Sermon for Sunday, 16th October 2016 (Twenty-First Sunday after Trinity/Ordinary 30)
“when the Son of Man comes, will he find faith on earth?” Luke 18:8
During the Rwandan genocide in 1994, a group of pastors and their families were among those taken captive, they wrote appealing for help, “We wish to inform you that tomorrow we will be killed with our families.” Their appeal for help went unanswered, their prayers for safety were in vain. When such events have taken place, and we have seen times in our own lives when prayers have gone unanswered,n Jesus’ teaching in today’s Gospel reading is difficult. Jesus talks about prayer being answered in such unambiguous terms that we have to ask the question, what about when prayer is not answered? What about those times when we have been like the woman in the parable but there has not been a response?
Four verbs in the reading can help us in our thoughts: pray, lose, keep, and grant.
Saint Luke Chapter 18 Verse 1 says, “Jesus told them a parable about their need to pray always.” Prayer was part of life in Jesus’ time, people had a belief in the constant presence of God.

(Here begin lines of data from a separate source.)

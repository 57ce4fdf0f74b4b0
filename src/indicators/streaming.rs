//! Incremental indicators fed one sample at a time
//!
//! Each accumulator keeps only the rolling state its indicator needs and
//! produces, for every sample, the same value the batch function produces
//! at that index.

use std::collections::VecDeque;

use serde::{Deserialize, Serialize};

use super::kdj::{percent_j, percent_k};
use super::moving_average::{ema_multiplier, ema_step, window_mean};
use super::rsi::{rsi_value, split_change, wilder_smooth};

/// Streaming (incremental) indicator
pub trait StreamingIndicator {
    type Input;
    type Output;

    /// Process the next sample and return the value at its index
    fn next(&mut self, input: Self::Input) -> Self::Output;

    /// Drop all accumulated state
    fn reset(&mut self);

    fn period(&self) -> usize;

    /// Whether the most recent sample produced a value
    fn is_ready(&self) -> bool;
}

/// Rolling SMA over a bounded window
#[derive(Debug, Clone)]
pub struct StreamingSma {
    period: usize,
    window: VecDeque<f64>,
}

impl StreamingSma {
    pub fn new(period: usize) -> Self {
        Self {
            period,
            window: VecDeque::with_capacity(period),
        }
    }
}

impl StreamingIndicator for StreamingSma {
    type Input = f64;
    type Output = Option<f64>;

    fn next(&mut self, price: f64) -> Option<f64> {
        if self.period == 0 {
            return None;
        }

        self.window.push_back(price);
        while self.window.len() > self.period {
            self.window.pop_front();
        }

        self.is_ready()
            .then(|| window_mean(self.window.iter().copied(), self.period))
    }

    fn reset(&mut self) {
        self.window.clear();
    }

    fn period(&self) -> usize {
        self.period
    }

    fn is_ready(&self) -> bool {
        self.period > 0 && self.window.len() == self.period
    }
}

/// EMA seeded from the first full SMA window
#[derive(Debug, Clone)]
pub struct StreamingEma {
    period: usize,
    multiplier: f64,
    seed: StreamingSma,
    last: Option<f64>,
}

impl StreamingEma {
    pub fn new(period: usize) -> Self {
        Self {
            period,
            multiplier: ema_multiplier(period),
            seed: StreamingSma::new(period),
            last: None,
        }
    }
}

impl StreamingIndicator for StreamingEma {
    type Input = f64;
    type Output = Option<f64>;

    fn next(&mut self, price: f64) -> Option<f64> {
        self.last = match self.last {
            Some(previous) => Some(ema_step(price, previous, self.multiplier)),
            None => self.seed.next(price),
        };
        self.last
    }

    fn reset(&mut self) {
        self.seed.reset();
        self.last = None;
    }

    fn period(&self) -> usize {
        self.period
    }

    fn is_ready(&self) -> bool {
        self.last.is_some()
    }
}

/// RSI with Wilder-smoothed gain/loss averages
#[derive(Debug, Clone)]
pub struct StreamingRsi {
    period: usize,
    previous_price: Option<f64>,
    changes: usize,
    gain_sum: f64,
    loss_sum: f64,
    avg_gain: f64,
    avg_loss: f64,
}

impl StreamingRsi {
    pub fn new(period: usize) -> Self {
        Self {
            period,
            previous_price: None,
            changes: 0,
            gain_sum: 0.0,
            loss_sum: 0.0,
            avg_gain: 0.0,
            avg_loss: 0.0,
        }
    }
}

impl StreamingIndicator for StreamingRsi {
    type Input = f64;
    type Output = Option<f64>;

    fn next(&mut self, price: f64) -> Option<f64> {
        if self.period == 0 {
            return None;
        }

        let previous = self.previous_price.replace(price)?;
        let (gain, loss) = split_change(price - previous);
        self.changes += 1;

        if self.changes < self.period {
            self.gain_sum += gain;
            self.loss_sum += loss;
            return None;
        }

        if self.changes == self.period {
            self.gain_sum += gain;
            self.loss_sum += loss;
            self.avg_gain = self.gain_sum / self.period as f64;
            self.avg_loss = self.loss_sum / self.period as f64;
        } else {
            self.avg_gain = wilder_smooth(self.avg_gain, gain, self.period);
            self.avg_loss = wilder_smooth(self.avg_loss, loss, self.period);
        }

        Some(rsi_value(self.avg_gain, self.avg_loss))
    }

    fn reset(&mut self) {
        *self = Self::new(self.period);
    }

    fn period(&self) -> usize {
        self.period
    }

    fn is_ready(&self) -> bool {
        self.period > 0 && self.changes >= self.period
    }
}

/// One streaming KDJ output
#[derive(Debug, Clone, Copy, Default, PartialEq, Serialize, Deserialize)]
pub struct KdjValue {
    pub k: Option<f64>,
    pub d: Option<f64>,
    pub j: Option<f64>,
}

/// One high/low/close sample
#[derive(Debug, Clone, Copy, PartialEq)]
pub struct HighLowClose {
    pub high: f64,
    pub low: f64,
    pub close: f64,
}

/// KDJ with monotonic deques for the window high/low
///
/// `highs` holds (index, high) with strictly decreasing highs, `lows` holds
/// (index, low) with strictly increasing lows, so each front is the window
/// extreme and every sample is pushed and popped at most once.
#[derive(Debug, Clone)]
pub struct StreamingKdj {
    period: usize,
    index: usize,
    highs: VecDeque<(usize, f64)>,
    lows: VecDeque<(usize, f64)>,
    d_line: StreamingSma,
    last: KdjValue,
}

impl StreamingKdj {
    pub fn new(period: usize, signal_period: usize) -> Self {
        Self {
            period,
            index: 0,
            highs: VecDeque::with_capacity(period),
            lows: VecDeque::with_capacity(period),
            d_line: StreamingSma::new(signal_period),
            last: KdjValue::default(),
        }
    }

    fn push_extremes(&mut self, high: f64, low: f64) {
        while self.highs.back().is_some_and(|&(_, h)| h <= high) {
            self.highs.pop_back();
        }
        self.highs.push_back((self.index, high));

        while self.lows.back().is_some_and(|&(_, l)| l >= low) {
            self.lows.pop_back();
        }
        self.lows.push_back((self.index, low));

        let window_start = (self.index + 1).saturating_sub(self.period);
        while self.highs.front().is_some_and(|&(i, _)| i < window_start) {
            self.highs.pop_front();
        }
        while self.lows.front().is_some_and(|&(i, _)| i < window_start) {
            self.lows.pop_front();
        }
    }
}

impl StreamingIndicator for StreamingKdj {
    type Input = HighLowClose;
    type Output = KdjValue;

    fn next(&mut self, bar: HighLowClose) -> KdjValue {
        if self.period == 0 {
            return KdjValue::default();
        }

        self.push_extremes(bar.high, bar.low);
        let warmed_up = self.index + 1 >= self.period;
        self.index += 1;

        if !warmed_up {
            self.last = KdjValue::default();
            return self.last;
        }

        let (Some(&(_, highest_high)), Some(&(_, lowest_low))) =
            (self.highs.front(), self.lows.front())
        else {
            self.last = KdjValue::default();
            return self.last;
        };

        let k = percent_k(bar.close, highest_high, lowest_low);
        let d = self.d_line.next(k);
        self.last = KdjValue {
            k: Some(k),
            d,
            j: d.map(|d| percent_j(k, d)),
        };
        self.last
    }

    fn reset(&mut self) {
        self.index = 0;
        self.highs.clear();
        self.lows.clear();
        self.d_line.reset();
        self.last = KdjValue::default();
    }

    fn period(&self) -> usize {
        self.period
    }

    fn is_ready(&self) -> bool {
        self.last.d.is_some()
    }
}

#[cfg(test)]
mod tests {
    use super::*;
    use crate::indicators::{calculate_ema, calculate_kdj, calculate_rsi, calculate_sma};

    fn sample_prices() -> Vec<f64> {
        vec![
            44.0, 44.25, 44.5, 43.75, 44.0, 44.5, 45.0, 45.5, 45.25, 45.5, 46.0, 46.5, 46.25, 46.0,
            46.5, 47.0, 46.75, 45.9, 45.1, 45.6, 46.2, 46.9, 47.3, 46.8,
        ]
    }

    #[test]
    fn test_streaming_sma_matches_batch() {
        let prices = sample_prices();
        let batch = calculate_sma(&prices, 5);
        let mut sma = StreamingSma::new(5);

        let streamed: Vec<Option<f64>> = prices.iter().map(|&p| sma.next(p)).collect();
        assert_eq!(&batch[..], &streamed[..]);
        assert!(sma.is_ready());
    }

    #[test]
    fn test_streaming_ema_matches_batch() {
        let prices = sample_prices();
        let batch = calculate_ema(&prices, 6);
        let mut ema = StreamingEma::new(6);

        let streamed: Vec<Option<f64>> = prices.iter().map(|&p| ema.next(p)).collect();
        assert_eq!(&batch[..], &streamed[..]);
    }

    #[test]
    fn test_streaming_rsi_matches_batch() {
        let prices = sample_prices();
        let batch = calculate_rsi(&prices, 14);
        let mut rsi = StreamingRsi::new(14);

        let streamed: Vec<Option<f64>> = prices.iter().map(|&p| rsi.next(p)).collect();
        assert_eq!(&batch[..], &streamed[..]);
    }

    #[test]
    fn test_streaming_kdj_matches_batch() {
        let close = sample_prices();
        let high: Vec<f64> = close.iter().map(|c| c + 0.4).collect();
        let low: Vec<f64> = close.iter().map(|c| c - 0.6).collect();

        let batch = calculate_kdj(&high, &low, &close, 9, 3);
        let mut kdj = StreamingKdj::new(9, 3);

        for i in 0..close.len() {
            let value = kdj.next(HighLowClose {
                high: high[i],
                low: low[i],
                close: close[i],
            });
            assert_eq!(value.k, batch.k[i], "K differs at {i}");
            assert_eq!(value.d, batch.d[i], "D differs at {i}");
            assert_eq!(value.j, batch.j[i], "J differs at {i}");
        }
    }

    #[test]
    fn test_monotonic_window_drops_expired_extremes() {
        let mut kdj = StreamingKdj::new(3, 1);
        let bars = [(20.0, 1.0), (10.0, 5.0), (11.0, 6.0), (12.0, 7.0)];

        let mut last = KdjValue::default();
        for (high, low) in bars {
            last = kdj.next(HighLowClose {
                high,
                low,
                close: 9.0,
            });
        }

        // Window is the last three bars: high 12, low 5
        let expected = (9.0 - 5.0) / (12.0 - 5.0) * 100.0;
        assert_eq!(last.k, Some(expected));
    }

    #[test]
    fn test_reset_clears_state() {
        let mut rsi = StreamingRsi::new(3);
        for p in [1.0, 2.0, 3.0, 4.0] {
            rsi.next(p);
        }
        assert!(rsi.is_ready());

        rsi.reset();
        assert!(!rsi.is_ready());
        assert_eq!(rsi.next(10.0), None);
    }

    #[test]
    fn test_zero_period_never_ready() {
        let mut sma = StreamingSma::new(0);
        let mut ema = StreamingEma::new(0);
        assert_eq!(sma.next(1.0), None);
        assert_eq!(ema.next(1.0), None);
        assert!(!sma.is_ready());
        assert!(!ema.is_ready());
    }
}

In our own time, it is different, beliefs have changed. Praying always now must be about an attitude, about a state of mind. Praying always is about more than saying one’s prayers, it’s about having a constant conversation with God, about acknowledging God’s presence with us all of the time, not just when we come to church, not just when we choose to pray. Praying always means seeing God not as someone who is remote and detached from our lives, but as someone who is there as a friend. Praying always is about accepting that God knows the whole of our lives, not just those parts we prefer to talk about. Praying always means being honest with God and honest with ourselves. Praying always takes courage because in talking to God, we see ourselves as we are. Praying always, taking part in a conversation, we know God is there, even when he does not seem to have answered.
Jesus says we are to pray always, how ready are we to do so?
The second verb is “lose.” In Verse 1, Jesus tells them the parable about the need to pray, but also that they are “not to lose heart.” Losing heart would have been easy for the disciples. If we read Saint John Chapter 6, after the feeding of the Five Thousand, we see how many of those who had followed Jesus drifted away as soon as his teaching became more challenging. When we follow the story of the days leading up to the crucifixion, and see how the crowd changed, we can see how easy it would have been for the disciples to have lost heart. Sometimes losing heart is easy for us, we try something a few times and it doesn’t work, so we give up. Like the crowds in Saint John Chapter 6, we drift away when things become too challenging. But if we have been praying always, if we have developed a friendship with God, we know that like a good friend, he is always there, we know that prayers do not go unheard.
Like a friend on whom we can lean, God will carry us along, so we should not lose heart.
The third verb is “keep.” The unjust judge in the parable neither fears God nor respects people, but he does like peace and quiet, and he does like not being disturbed. In Verse 5, he says, because this widow keeps bothering me, I will grant her justice, so that she may not wear me out by continually coming.” It is an odd way to think about God, as if he were someone who needed to be nagged. Perhaps Jesus is pointing to a need for persistence, telling the disciples that if they have confidence in God then they will persist in their faith, even in those times when they can see no response. Jesus saying that confidence in prayer is not just about not losing heart, it is about carrying on even when there is no sign of an answer. If they had given up, to whom would they turn? When Jesus sees the crowds drifting away in Saint John Chapter 6, he asks the disciples if they want to go too. In Verse 68 of that chapter, Peter answers, “‘Lord, to whom can we go? You have the words of eternal life.”
Like the woman in the parable, we keep going because, if we don’t, where else can we turn?
The final verb is “grant.” In Saint Luke Chapter 18 Verse 7, Jesus says, “And will not God grant justice to his chosen ones who cry to him day and night? Will he delay long in helping them?” What did the disciples make of these words? Particularly when they suffered for their faith, what did they make of the promise that God would grant justice, that he would hear and answer prayers? What would those Rwandan pastors have thought about that promise? It is the most difficult of the four words, we can understand the need to pray always; we can understand the need not to lose heart; we can understand the need to keep asking because we are confident; but Jesus says God will not delay? What about those times when God has delayed? What about those times when he doesn’t seem to have heard those who have cried out to him day and night? The only answer we have is to say that it is a question that we cannot answer. All we can do is to say that as Christians our hope extends far beyond this life. All we can do is say that we believe that God works in his own time, and the day will come, in this world or the next, when all of our prayers find their answer.
“He will quickly grant justice to them,”says Jesus in Verse 8. In God’s scheme of time, quickly may mean now, it may mean in eternity.
“When the Son of Man comes, will he find faith on earth?” asks Jesus. May he find us as people who try to pray always, may he find us as people who try not to lose heart, may he find us as people who try to keep up our requests; may he find us as people confident that, whether it be here and now or whether it will be on the Last Day, God will grant justice.